Stored data entries
● ● ●

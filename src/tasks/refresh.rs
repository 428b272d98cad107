//! Background Refresh Task
//!
//! Periodically asks every entity type whether it is due for a pull.

use std::time::Duration;

use tokio::task::{JoinHandle, JoinSet};
use tracing::{debug, info, warn};

use crate::cache::{EntityType, RefreshOrchestrator, RefreshOutcome};

/// Spawns a background task that runs `check_and_maybe_refresh` for every
/// entity type once per interval.
///
/// Checks are gated by the orchestrator, so polling more often than the
/// TTLs never issues extra fetches. The types of one round are checked
/// concurrently; a slow pull only holds back the next round.
///
/// # Arguments
/// * `orchestrator` - Orchestrator of the current session
/// * `interval_secs` - Seconds between polling rounds
///
/// # Returns
/// A JoinHandle for the spawned task, aborted during graceful shutdown.
pub fn spawn_refresh_task(orchestrator: RefreshOrchestrator, interval_secs: u64) -> JoinHandle<()> {
    let interval = Duration::from_secs(interval_secs);

    tokio::spawn(async move {
        info!(
            "Starting refresh task with interval of {} seconds",
            interval_secs
        );

        loop {
            let mut checks = JoinSet::new();
            for entity_type in EntityType::ALL {
                let orchestrator = orchestrator.clone();
                checks.spawn(async move {
                    (entity_type, orchestrator.check_and_maybe_refresh(entity_type).await)
                });
            }

            let mut outcomes = Vec::with_capacity(EntityType::ALL.len());
            while let Some(joined) = checks.join_next().await {
                match joined {
                    Ok((entity_type, outcome)) => {
                        if let RefreshOutcome::Failed { error } = &outcome {
                            warn!(entity_type = %entity_type, %error, "Refresh round: pull failed");
                        }
                        outcomes.push(outcome);
                    }
                    Err(e) => warn!("Refresh check panicked: {}", e),
                }
            }

            let (refreshed, failed) = tally(&outcomes);
            if refreshed > 0 || failed > 0 {
                info!(
                    "Refresh round: {} entity types pulled, {} failed",
                    refreshed, failed
                );
            } else {
                debug!("Refresh round: everything fresh");
            }

            tokio::time::sleep(interval).await;
        }
    })
}

/// Counts pulled and failed types of one round. Skipped and discarded
/// checks count as neither.
fn tally(outcomes: &[RefreshOutcome]) -> (usize, usize) {
    outcomes
        .iter()
        .fold((0, 0), |(refreshed, failed), outcome| match outcome {
            RefreshOutcome::Refreshed { .. } => (refreshed + 1, failed),
            RefreshOutcome::Failed { .. } => (refreshed, failed + 1),
            RefreshOutcome::Skipped | RefreshOutcome::Discarded => (refreshed, failed),
        })
}

#[cfg(test)]
mod tests {
    use super::*;
    use crate::cache::{CacheContext, CacheStatus, EntityRecord, InvalidationGraph};
    use crate::clock::ManualClock;
    use crate::config::EntityTtls;
    use crate::fetch::{FetchError, Fetcher};
    use async_trait::async_trait;
    use std::sync::atomic::{AtomicUsize, Ordering};
    use std::sync::Arc;

    #[derive(Default)]
    struct CountingFetcher {
        calls: AtomicUsize,
    }

    #[async_trait]
    impl Fetcher for CountingFetcher {
        async fn fetch(&self, _: EntityType) -> Result<Vec<EntityRecord>, FetchError> {
            self.calls.fetch_add(1, Ordering::SeqCst);
            Ok(vec![EntityRecord::new("X-1")])
        }
    }

    fn orchestrator(fetcher: Arc<CountingFetcher>) -> RefreshOrchestrator {
        let ctx = CacheContext::init(Arc::new(ManualClock::new(1_000_000)));
        RefreshOrchestrator::new(ctx, fetcher, EntityTtls::default(), InvalidationGraph::fleet())
    }

    #[tokio::test]
    async fn test_refresh_task_loads_every_type_once() {
        let fetcher = Arc::new(CountingFetcher::default());
        let orchestrator = orchestrator(fetcher.clone());

        let handle = spawn_refresh_task(orchestrator.clone(), 1);

        // First round runs immediately; the second would only start after 1s
        // and finds everything fresh anyway (the clock never moves).
        tokio::time::sleep(Duration::from_millis(1500)).await;
        handle.abort();

        assert_eq!(fetcher.calls.load(Ordering::SeqCst), EntityType::ALL.len());
        for t in EntityType::ALL {
            assert_eq!(orchestrator.metadata(t).await.status, CacheStatus::Fresh);
        }
    }

    /// Trucks take far longer than any test waits; other types are instant.
    struct SlowTrucksFetcher;

    #[async_trait]
    impl Fetcher for SlowTrucksFetcher {
        async fn fetch(&self, entity_type: EntityType) -> Result<Vec<EntityRecord>, FetchError> {
            if entity_type == EntityType::Trucks {
                tokio::time::sleep(Duration::from_secs(10)).await;
            }
            Ok(vec![EntityRecord::new("X-1")])
        }
    }

    #[tokio::test]
    async fn test_slow_pull_does_not_hold_back_other_types() {
        let ctx = CacheContext::init(Arc::new(ManualClock::new(1_000_000)));
        let orchestrator = RefreshOrchestrator::new(
            ctx,
            Arc::new(SlowTrucksFetcher),
            EntityTtls::default(),
            InvalidationGraph::fleet(),
        );

        let handle = spawn_refresh_task(orchestrator.clone(), 60);
        tokio::time::sleep(Duration::from_millis(500)).await;
        handle.abort();

        assert_eq!(
            orchestrator.metadata(EntityType::Trucks).await.status,
            CacheStatus::Loading
        );
        for t in [EntityType::Drivers, EntityType::Groups, EntityType::Stats] {
            assert_eq!(orchestrator.metadata(t).await.status, CacheStatus::Fresh);
        }
    }

    #[test]
    fn test_tally_counts_only_pulls_and_failures() {
        let outcomes = [
            RefreshOutcome::Refreshed { records: 3 },
            RefreshOutcome::Failed {
                error: "network timeout".to_string(),
            },
            RefreshOutcome::Discarded,
            RefreshOutcome::Skipped,
        ];

        assert_eq!(tally(&outcomes), (1, 1));
        assert_eq!(tally(&[]), (0, 0));
    }

    #[tokio::test]
    async fn test_refresh_task_can_be_aborted() {
        let handle = spawn_refresh_task(orchestrator(Arc::new(CountingFetcher::default())), 1);

        handle.abort();

        tokio::time::sleep(Duration::from_millis(100)).await;
        assert!(handle.is_finished(), "Task should be finished after abort");
    }
}
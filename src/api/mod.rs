//! API Module
//!
//! HTTP handlers and routing for the fleet console API.
//!
//! # Endpoints
//! - `GET /cache`, `GET /cache/:entity_type` - Freshness reports
//! - `POST /cache/:entity_type/refresh` - Refresh if due
//! - `POST /cache/:entity_type/invalidate` - Invalidate with cascade
//! - `POST /session/logout` - End the session
//! - `GET /entities/:entity_type[/:id]` - Cached records
//! - `POST /live/positions` - Live position ingest
//! - `GET /stats` - Counters
//! - `GET /health` - Health check endpoint

pub mod handlers;
pub mod routes;

pub use handlers::*;
pub use routes::create_router;
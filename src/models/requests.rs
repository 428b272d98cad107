//! Request DTOs for the console API
//!
//! Defines the structure of incoming HTTP request bodies.

use serde::Deserialize;

use crate::live::LivePositionEvent;

/// Request body for POST /live/positions
///
/// # Fields
/// - `entity_id`: Truck id the position belongs to
/// - `latitude`, `longitude`: Position in degrees
/// - `speed`, `heading`: Optional motion data
/// - `observed_at`: Observation instant in Unix milliseconds
#[derive(Debug, Clone, Deserialize)]
pub struct LivePositionRequest {
    pub entity_id: String,
    pub latitude: f64,
    pub longitude: f64,
    #[serde(default)]
    pub speed: Option<f64>,
    #[serde(default)]
    pub heading: Option<f64>,
    pub observed_at: u64,
}

impl LivePositionRequest {
    /// Validates the request data
    ///
    /// Returns an error message if validation fails, None if valid.
    pub fn validate(&self) -> Option<String> {
        self.to_event().validate()
    }

    pub fn to_event(&self) -> LivePositionEvent {
        LivePositionEvent {
            entity_id: self.entity_id.clone(),
            latitude: self.latitude,
            longitude: self.longitude,
            speed: self.speed,
            heading: self.heading,
            observed_at: self.observed_at,
        }
    }
}
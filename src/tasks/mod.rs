//! Background Tasks Module
//!
//! Long-running tasks that keep the fleet view current.
//!
//! # Tasks
//! - Refresh: polls every entity type's freshness at a fixed interval
//! - Live: holds the live position connection open and applies its events

mod live;
mod refresh;

pub use live::spawn_live_task;
pub use refresh::spawn_refresh_task;
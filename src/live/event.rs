//! Live position events pushed for individual trucks.

use serde::{Deserialize, Serialize};
use serde_json::{Map, Value};

/// One position observation for one entity.
#[derive(Debug, Clone, PartialEq, Serialize, Deserialize)]
pub struct LivePositionEvent {
    pub entity_id: String,
    pub latitude: f64,
    pub longitude: f64,
    #[serde(default, skip_serializing_if = "Option::is_none")]
    pub speed: Option<f64>,
    #[serde(default, skip_serializing_if = "Option::is_none")]
    pub heading: Option<f64>,
    /// Unix milliseconds
    pub observed_at: u64,
}

impl LivePositionEvent {
    pub fn new(entity_id: impl Into<String>, latitude: f64, longitude: f64, observed_at: u64) -> Self {
        Self {
            entity_id: entity_id.into(),
            latitude,
            longitude,
            speed: None,
            heading: None,
            observed_at,
        }
    }

    pub fn with_speed(mut self, speed: f64) -> Self {
        self.speed = Some(speed);
        self
    }

    pub fn with_heading(mut self, heading: f64) -> Self {
        self.heading = Some(heading);
        self
    }

    /// Record fields this event overwrites. Absent speed or heading leave
    /// the record's existing values in place.
    pub fn to_patch(&self) -> Map<String, Value> {
        let mut patch = Map::new();
        patch.insert("lat".to_string(), Value::from(self.latitude));
        patch.insert("lng".to_string(), Value::from(self.longitude));
        if let Some(speed) = self.speed {
            patch.insert("speed".to_string(), Value::from(speed));
        }
        if let Some(heading) = self.heading {
            patch.insert("heading".to_string(), Value::from(heading));
        }
        patch
    }

    /// Rejects coordinates no GPS fix can produce.
    pub fn validate(&self) -> Option<String> {
        if self.entity_id.is_empty() {
            return Some("entity_id cannot be empty".to_string());
        }
        if !(-90.0..=90.0).contains(&self.latitude) {
            return Some(format!("latitude {} out of range", self.latitude));
        }
        if !(-180.0..=180.0).contains(&self.longitude) {
            return Some(format!("longitude {} out of range", self.longitude));
        }
        None
    }
}

#[cfg(test)]
mod tests {
    use super::*;
    use serde_json::json;

    #[test]
    fn test_patch_skips_absent_optionals() {
        let patch = LivePositionEvent::new("T-1", 48.1, 11.5, 100).to_patch();
        assert_eq!(patch.len(), 2);
        assert_eq!(patch["lat"], json!(48.1));
        assert_eq!(patch["lng"], json!(11.5));
    }

    #[test]
    fn test_patch_includes_speed_and_heading() {
        let patch = LivePositionEvent::new("T-1", 0.0, 0.0, 100)
            .with_speed(72.0)
            .with_heading(180.0)
            .to_patch();
        assert_eq!(patch["speed"], json!(72.0));
        assert_eq!(patch["heading"], json!(180.0));
    }

    #[test]
    fn test_deserialize_without_optionals() {
        let event: LivePositionEvent = serde_json::from_str(
            r#"{"entity_id":"T-9","latitude":1.0,"longitude":2.0,"observed_at":5}"#,
        )
        .unwrap();
        assert_eq!(event, LivePositionEvent::new("T-9", 1.0, 2.0, 5));
    }

    #[test]
    fn test_validate() {
        assert!(LivePositionEvent::new("T-1", 10.0, 10.0, 1).validate().is_none());
        assert!(LivePositionEvent::new("", 10.0, 10.0, 1).validate().is_some());
        assert!(LivePositionEvent::new("T-1", 91.0, 10.0, 1).validate().is_some());
        assert!(LivePositionEvent::new("T-1", 10.0, -181.0, 1).validate().is_some());
    }
}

● ● ●

■ **Exercise**: Go through the entries above and copy each line holding the string "Unix".

■ **Result of the exercise**:
/// - `observed_at`: Observation instant in Unix milliseconds
    /// Unix milliseconds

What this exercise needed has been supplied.